I’ve previously claimed that the main compelling feature of Recipe Distiller is its ability to automatically extract ingredients from any recipe site. However, it is quite possible that I am blinded by the fact that this is the most technically interesting part of the application. It does not necessarily follow that it is a useful feature for people.
So, I thought I would take the blinders off and put together a little chart showing the number of recipes that have been saved by domain to see if this is actually the case:
There are 1010 different site domains represented in the chart. As you can see, the top 10 sites dominate the overall saved recipe counts. They represent about 50% of the total number of saved recipes.
(The data is a tad dirty in that foodnetwork.com and footnetwork.mobi are counted as two separate domains. A more thorough analysis would try and conflate these types of duplicates)
The 80-20 rule appears to apply here as well. If you scroll the chart out to the right, you will see an annotation indicating the domain that marks the end of the top 20% of the recipe site domains. The domains in the top 20% account for 86% of all saved recipes on the site.
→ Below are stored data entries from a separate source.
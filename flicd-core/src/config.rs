//! Connection channel mode configuration

use flicd_protocol::LatencyMode;

#[cfg(feature = "serde")]
use serde::{Deserialize, Serialize};

/// Auto disconnect time meaning "never disconnect"
pub const AUTO_DISCONNECT_NEVER: i16 = 511;

/// Mode parameters of a connection channel
///
/// Fixed when the channel is created; later changes are requested with a
/// change mode parameters command.
#[derive(Debug, Clone, Copy, PartialEq, Eq)]
#[cfg_attr(feature = "serde", derive(Serialize, Deserialize))]
#[cfg_attr(feature = "serde", serde(default))]
pub struct ChannelConfig {
    /// Latency / power trade-off
    pub latency_mode: LatencyMode,
    /// Seconds without button activity before the daemon disconnects
    /// (0..=511, 511 = never)
    pub auto_disconnect_time: i16,
}

impl Default for ChannelConfig {
    fn default() -> Self {
        Self {
            latency_mode: LatencyMode::NormalLatency,
            auto_disconnect_time: AUTO_DISCONNECT_NEVER,
        }
    }
}

impl ChannelConfig {
    pub fn new(latency_mode: LatencyMode, auto_disconnect_time: i16) -> Self {
        Self {
            latency_mode,
            auto_disconnect_time,
        }
    }

    /// True if the daemon never drops this channel for inactivity
    pub fn never_auto_disconnects(&self) -> bool {
        self.auto_disconnect_time == AUTO_DISCONNECT_NEVER
    }
}

#[cfg(test)]
mod tests {
    use super::*;

    #[test]
    fn test_default_never_disconnects() {
        let config = ChannelConfig::default();
        assert_eq!(config.latency_mode, LatencyMode::NormalLatency);
        assert!(config.never_auto_disconnects());
    }

    #[test]
    fn test_explicit_timeout() {
        let config = ChannelConfig::new(LatencyMode::LowLatency, 30);
        assert!(!config.never_auto_disconnects());
    }
}
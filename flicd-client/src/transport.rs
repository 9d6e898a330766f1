//! Frame transport
//!
//! The event loop reads whole frames from a [`FrameSource`] on a dedicated
//! reader thread and writes them through a [`FrameSink`] shared by every
//! client handle. [`TcpTransport`] is the implementation over the daemon's
//! socket.

use std::io::{self, Read, Write};
use std::net::{Shutdown, TcpStream, ToSocketAddrs};

use flicd_protocol::{Frame, FrameParser};
use tracing::{debug, trace};

use crate::config::ClientConfig;
use crate::error::{ClientError, Result};

/// Size of one socket read
const READ_CHUNK: usize = 1024;

/// Receiving half of a frame transport
pub trait FrameSource: Send {
    /// Block until one complete frame has arrived
    fn receive_frame(&mut self) -> Result<Frame>;
}

/// Sending half of a frame transport
pub trait FrameSink: Send {
    /// Write one complete frame
    fn send_frame(&mut self, frame: &Frame) -> Result<()>;

    /// Close the stream in both directions, waking a blocked reader
    fn shutdown(&mut self) -> Result<()>;
}

/// Receiving half of a byte stream, reassembling frames from arbitrary reads
pub struct StreamSource<R> {
    reader: R,
    parser: FrameParser,
    ready: std::collections::VecDeque<Frame>,
    scratch: Vec<Frame>,
}

impl<R: Read> StreamSource<R> {
    pub fn new(reader: R) -> Self {
        Self {
            reader,
            parser: FrameParser::new(),
            ready: Default::default(),
            scratch: Vec::new(),
        }
    }
}

impl<R: Read + Send> FrameSource for StreamSource<R> {
    fn receive_frame(&mut self) -> Result<Frame> {
        let mut buf = [0u8; READ_CHUNK];
        loop {
            if let Some(frame) = self.ready.pop_front() {
                return Ok(frame);
            }
            let n = match self.reader.read(&mut buf) {
                Ok(0) => return Err(ClientError::Disconnected),
                Ok(n) => n,
                Err(e) if e.kind() == io::ErrorKind::Interrupted => continue,
                Err(e) => return Err(e.into()),
            };
            trace!(bytes = n, "rx");
            self.parser.feed_bytes(&buf[..n], &mut self.scratch);
            self.ready.extend(self.scratch.drain(..));
        }
    }
}

/// Byte stream that can be closed in both directions at once
///
/// Closing must wake a reader blocked on the other half of the stream.
pub trait StreamShutdown {
    fn shutdown_both(&mut self) -> io::Result<()>;
}

impl StreamShutdown for TcpStream {
    fn shutdown_both(&mut self) -> io::Result<()> {
        self.shutdown(Shutdown::Both)
    }
}

#[cfg(unix)]
impl StreamShutdown for std::os::unix::net::UnixStream {
    fn shutdown_both(&mut self) -> io::Result<()> {
        self.shutdown(Shutdown::Both)
    }
}

/// Sending half of a byte stream
pub struct StreamSink<W> {
    writer: W,
}

impl<W: Write> StreamSink<W> {
    pub fn new(writer: W) -> Self {
        Self { writer }
    }
}

impl<W> FrameSink for StreamSink<W>
where
    W: Write + StreamShutdown + Send,
{
    fn send_frame(&mut self, frame: &Frame) -> Result<()> {
        let bytes = frame.encode_to_vec()?;
        self.writer.write_all(&bytes)?;
        trace!(opcode = frame.opcode, bytes = bytes.len(), "tx");
        Ok(())
    }

    fn shutdown(&mut self) -> Result<()> {
        match self.writer.shutdown_both() {
            Ok(()) => Ok(()),
            // Already torn down by the peer
            Err(e) if e.kind() == io::ErrorKind::NotConnected => Ok(()),
            Err(e) => Err(e.into()),
        }
    }
}

/// TCP connection to the daemon
pub struct TcpTransport;

impl TcpTransport {
    /// Connect and split the socket into its reading and writing halves
    pub fn connect(
        config: &ClientConfig,
    ) -> Result<(StreamSource<TcpStream>, StreamSink<TcpStream>)> {
        let stream = Self::open(config)?;
        stream.set_nodelay(config.tcp_nodelay)?;
        let reader = stream.try_clone()?;
        debug!(host = %config.host, port = config.port, "connected to daemon");
        Ok((StreamSource::new(reader), StreamSink::new(stream)))
    }

    fn open(config: &ClientConfig) -> Result<TcpStream> {
        let addrs = (config.host.as_str(), config.port).to_socket_addrs()?;
        let Some(timeout) = config.connect_timeout() else {
            return Ok(TcpStream::connect(addrs.collect::<Vec<_>>().as_slice())?);
        };

        let mut last_err = None;
        for addr in addrs {
            match TcpStream::connect_timeout(&addr, timeout) {
                Ok(stream) => return Ok(stream),
                Err(e) => {
                    debug!(%addr, error = %e, "connect attempt failed");
                    last_err = Some(e);
                }
            }
        }
        Err(last_err
            .unwrap_or_else(|| {
                io::Error::new(io::ErrorKind::AddrNotAvailable, "host resolved to no address")
            })
            .into())
    }
}

#[cfg(test)]
mod tests {
    use super::*;
    use proptest::prelude::*;

    /// Reader yielding fixed chunks, then EOF
    struct Chunks(Vec<Vec<u8>>);

    impl Read for Chunks {
        fn read(&mut self, buf: &mut [u8]) -> io::Result<usize> {
            if self.0.is_empty() {
                return Ok(0);
            }
            let chunk = self.0.remove(0);
            buf[..chunk.len()].copy_from_slice(&chunk);
            Ok(chunk.len())
        }
    }

    #[test]
    fn test_source_reassembles_split_frames() {
        let a = Frame::new(13, vec![1, 0, 0, 0]).unwrap().encode_to_vec().unwrap();
        let b = Frame::empty(8).encode_to_vec().unwrap();
        let mut joined = a.clone();
        joined.extend(&b);

        let mut source = StreamSource::new(Chunks(vec![
            joined[..2].to_vec(),
            joined[2..6].to_vec(),
            joined[6..].to_vec(),
        ]));

        assert_eq!(source.receive_frame().unwrap().opcode, 13);
        assert_eq!(source.receive_frame().unwrap(), Frame::empty(8));
        assert!(matches!(
            source.receive_frame(),
            Err(ClientError::Disconnected)
        ));
    }

    /// In-memory stream recording writes and shutdowns
    #[derive(Default)]
    struct Recording {
        written: Vec<u8>,
        shut: bool,
    }

    impl Write for Recording {
        fn write(&mut self, buf: &[u8]) -> io::Result<usize> {
            if self.shut {
                return Err(io::ErrorKind::BrokenPipe.into());
            }
            self.written.extend_from_slice(buf);
            Ok(buf.len())
        }

        fn flush(&mut self) -> io::Result<()> {
            Ok(())
        }
    }

    impl StreamShutdown for Recording {
        fn shutdown_both(&mut self) -> io::Result<()> {
            if self.shut {
                return Err(io::ErrorKind::NotConnected.into());
            }
            self.shut = true;
            Ok(())
        }
    }

    #[test]
    fn test_sink_over_any_stream() {
        let frame = Frame::new(7, vec![3, 0, 0, 0]).unwrap();
        let mut sink = StreamSink::new(Recording::default());

        sink.send_frame(&frame).unwrap();
        assert_eq!(sink.writer.written, frame.encode_to_vec().unwrap());

        sink.shutdown().unwrap();
        // Second shutdown sees NotConnected and is still fine
        sink.shutdown().unwrap();
        assert!(sink.writer.shut);
        assert!(matches!(sink.send_frame(&frame), Err(ClientError::Io(_))));
    }

    #[test]
    fn test_source_eof_mid_frame() {
        let mut source = StreamSource::new(Chunks(vec![vec![5, 0, 13]]));
        assert!(matches!(
            source.receive_frame(),
            Err(ClientError::Disconnected)
        ));
    }

    proptest! {
        #[test]
        fn prop_frames_survive_any_read_split(
            payloads in proptest::collection::vec(proptest::collection::vec(any::<u8>(), 0..40), 1..8),
            chunk in 1usize..64,
        ) {
            let frames: Vec<Frame> = payloads
                .into_iter()
                .enumerate()
                .map(|(i, p)| Frame::new(i as u8, p).unwrap())
                .collect();
            let stream: Vec<u8> = frames
                .iter()
                .flat_map(|f| f.encode_to_vec().unwrap())
                .collect();

            let mut source = StreamSource::new(Chunks(
                stream.chunks(chunk).map(<[u8]>::to_vec).collect(),
            ));
            for frame in &frames {
                prop_assert_eq!(&source.receive_frame().unwrap(), frame);
            }
            prop_assert!(matches!(source.receive_frame(), Err(ClientError::Disconnected)));
        }
    }
}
That’s a pretty high percentage so it would make sense to focus exclusively on these. A custom screen scraper is a lot more accurate than the automated ingredient extraction algorithm that Recipe Distiller uses so why not just build out a bigger library of scrapers that work with the top 20%? The problem is that the top 20% represents just over 200 different screen scrapers that need to be built and then maintained if sites change their markup. If you look at the competing products out there, they generally only support somewhere between 10-30 different recipe sites. Building out a scraper library that is large enough to capture a sizable portion of the long tail is subject to seriously diminishing returns on developer time once you get passed that top 30 point. Furthermore, the counts drop off a cliff very quickly and I suspect there will be a lot of churn at the bottom end of that 20%. You will always be in a reactive mode if you try to use scrapers exclusively.
A hybrid approach might be better: Build out special scrapers for the top 10-30 but then fallback to the automated (but less accurate) algorithm for the rest.
A couple of caveats to all of this:
- Small sample size, yadda yadda yadda
- The data is being drawn from a potentially biased set of users. Recipe Distiller is marketed as being usable with any recipe site so it is certainly possible that the people using it are the types to specifically seek out the non-mainstream sites for recipes.